*** Block opens ***

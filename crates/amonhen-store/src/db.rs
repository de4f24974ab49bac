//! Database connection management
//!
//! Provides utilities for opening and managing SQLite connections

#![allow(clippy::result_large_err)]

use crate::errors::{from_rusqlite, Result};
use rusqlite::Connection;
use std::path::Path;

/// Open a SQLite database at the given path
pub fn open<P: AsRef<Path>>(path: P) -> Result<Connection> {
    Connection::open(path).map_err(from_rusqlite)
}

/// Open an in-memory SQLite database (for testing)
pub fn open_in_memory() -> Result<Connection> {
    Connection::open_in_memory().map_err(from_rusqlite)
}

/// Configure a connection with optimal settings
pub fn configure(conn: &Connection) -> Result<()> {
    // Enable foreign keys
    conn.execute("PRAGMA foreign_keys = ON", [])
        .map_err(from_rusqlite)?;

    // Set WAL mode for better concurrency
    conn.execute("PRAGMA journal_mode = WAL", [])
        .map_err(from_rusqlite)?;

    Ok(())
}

*** Block closes ***

Output every record exactly as written, with nothing dropped.

◆ **Output for this task**
filename crates/amonhen-store/src/db.rs
repository de4f24974ab49bac
//! Database connection management
//!
//! Provides utilities for opening and managing SQLite connections

#![allow(clippy::result_large_err)]

use crate::errors::{from_rusqlite, Result};
use rusqlite::Connection;
use std::path::Path;

/// Open a SQLite database at the given path
pub fn open<P: AsRef<Path>>(path: P) -> Result<Connection> {
    Connection::open(path).map_err(from_rusqlite)
}

/// Open an in-memory SQLite database (for testing)
pub fn open_in_memory() -> Result<Connection> {
    Connection::open_in_memory().map_err(from_rusqlite)
}

/// Configure a connection with optimal settings
pub fn configure(conn: &Connection) -> Result<()> {
    // Enable foreign keys
    conn.execute("PRAGMA foreign_keys = ON", [])
        .map_err(from_rusqlite)?;

    // Set WAL mode for better concurrency
    conn.execute("PRAGMA journal_mode = WAL", [])
        .map_err(from_rusqlite)?;

    Ok(())
}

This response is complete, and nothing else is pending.